Building a Regionally Inclusive Dictionary for Speech Recognition

SPRING 2004
Computer Science & Linguistics
Building a Regionally Inclusive
Dictionary for Speech Recognition
Speech Recognition (SR) is the automated conversion of speech into written text. Applications
range from simple phone-based information services to commercial-grade automated customer
service systems, such as those for airline phone reservations. While this process is complex in
and of itself, it is further complicated by the fact that speakers (the users) from different parts of
the country have varying accents and pronounce the same words differently. Our aim is to create
a more speaker-independent SR system while maintaining speed and accuracy of transcription.
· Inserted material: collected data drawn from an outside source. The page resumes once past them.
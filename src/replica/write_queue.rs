use crate::actor::Callback;
use crate::replica::replica_api::{ClientWriteError, ClientWriteInput, ClientWriteOutput};
use std::collections::VecDeque;

/// Most client writes folded into one mutation.
const MAX_BATCH_SIZE: usize = 64;

#[derive(Debug)]
pub(crate) struct PendingWrite {
    pub(crate) input: ClientWriteInput,
    pub(crate) callback: Callback<ClientWriteOutput, ClientWriteError>,
}

/// WriteQueue holds client writes a primary accepted but cannot prepare yet because too many
/// decrees are already in flight.
pub(crate) struct WriteQueue {
    pending: VecDeque<PendingWrite>,
    batch_disabled: bool,
}

impl WriteQueue {
    pub(crate) fn new(batch_disabled: bool) -> Self {
        WriteQueue {
            pending: VecDeque::new(),
            batch_disabled,
        }
    }

    pub(crate) fn push(&mut self, write: PendingWrite) {
        self.pending.push_back(write);
    }

    pub(crate) fn len(&self) -> usize {
        self.pending.len()
    }

    /// Next batch to turn into a mutation, if `in_flight` leaves room under `staleness`.
    pub(crate) fn check_possible_work(&mut self, in_flight: usize, staleness: usize) -> Option<Vec<PendingWrite>> {
        if in_flight >= staleness || self.pending.is_empty() {
            return None;
        }

        let batch_size = if self.batch_disabled {
            1
        } else {
            self.pending.len().min(MAX_BATCH_SIZE)
        };
        Some(self.pending.drain(..batch_size).collect())
    }

    pub(crate) fn drain_all(&mut self) -> Vec<PendingWrite> {
        self.pending.drain(..).collect()
    }
}

#[cfg(test)]
mod tests {
    use super::*;
    use crate::storage::put_update;
    use tokio::sync::oneshot;

    fn write(key: &str) -> PendingWrite {
        let (tx, _rx) = oneshot::channel();
        PendingWrite {
            input: ClientWriteInput {
                updates: vec![put_update(key, "v")],
            },
            callback: Callback(tx),
        }
    }

    #[test]
    fn batches_until_staleness() {
        let mut queue = WriteQueue::new(false);
        for i in 0..3 {
            queue.push(write(&i.to_string()));
        }

        assert!(queue.check_possible_work(10, 10).is_none());
        assert_eq!(queue.len(), 3);

        let batch = queue.check_possible_work(9, 10).unwrap();
        assert_eq!(batch.len(), 3);
        assert_eq!(queue.len(), 0);
        assert!(queue.check_possible_work(0, 10).is_none());
    }

    #[test]
    fn one_write_per_mutation_when_batching_is_off() {
        let mut queue = WriteQueue::new(true);
        queue.push(write("a"));
        queue.push(write("b"));

        assert_eq!(queue.check_possible_work(0, 10).unwrap().len(), 1);
        assert_eq!(queue.len(), 1);
        assert_eq!(queue.drain_all().len(), 1);
        assert_eq!(queue.len(), 0);
    }
}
This requires the construction of an SR dictionary that takes into account the existence of multiple
pronunciations for the same word. However, the existence of too many alternate pronunciations
overloads the system and is detrimental to accuracy and speed. By finding the optimal number of
pronunciations per word, the percentage of words correctly identified by the SR system increased
from 78% using the traditional technique to 85.7% using the improved method outlined in this
article. This brings the technology 35% closer to the goal of complete recognition and the use of
speech as the primary method of human-computer interaction.
Justin Burdick
S
peech Recognition (SR) is a process that transcribes speech into text using a computer. Many repetitive phone
tasks can be automated with speech
recognition technology, saving businesses significant amounts of money.
However, the transcription of everyday
human speech is significantly more difficult than simply the recognition of a
small set of words, as is the case in a
SR-based phone information-retrieval
system (e.g. 411 services).
A complete Speech Recognition
system is fairly complex and consists
of various subsystems that interact together to convert speech into written
text, as shown in Figure 1. A typical
SR system utilizes a common tool for
pattern-matching called Hidden Markov Models (HMM) to model parts of
speech known as “phonemes” (similar
to syllables) [1]. The models are first
trained using a set of training data,
which consists of a large number of
wave sound files with speech and the
corresponding text transcriptions. Each
speech file is converted into a series of
observations known as “feature vectors." These are sets of numbers which
describe the sound mathematically by
extracting specific information from
the waveform at 25-millisecond intervals. The computer then matches this
numerical representation to the corresponding text transcription included
in the training data. Applied over the
entire training set, this process creates
a series of models which later allow the
SR system to translate speech into text.
The training process results in the creation of two data files: one consisting
of a model of properties for each phoneme and another of a list of pronunciations for each word. Phonemes, the
most fundamental units of speech, are
single sounds; each phoneme is modeled by its average sound, the variation
of that sound across various speakers,
and the transition probabilities between
it and other phonemes. The list of pronunciations, termed the “pronouncing
dictionary,” contains each of the words
used during training along with the
sequence of phonemes that compose
that word.
Once the models are trained, the
system can be used to perform recognition. In order to produce meaningful
sentences, the SR system relies on a
dictionary and a grammar model as
well as the trained phoneme models
from the training phase. Transcription is accomplished using the Viterbi
algorithm. This algorithm divides the
incoming speech into individual “observations” and processes one observation at a time by comparing it to every
possible phoneme. When the algorithm
moves to the next observation, it eliminates paths that have a low matching
probability. By this elimination at each
observation, only the most probable
paths survive until the end of the observation sequence; the recognized word
sequence can then be generated. The
dictionary is important in this process.
As the system processes each observation, it must check the dictionary to see
if it has made a word yet. Once the
word is recognized, the system uses
the grammar file to influence the next
word chosen, which is very valuable
for making the sentence meaningful,
similar to grammar check in a wordprocessing program.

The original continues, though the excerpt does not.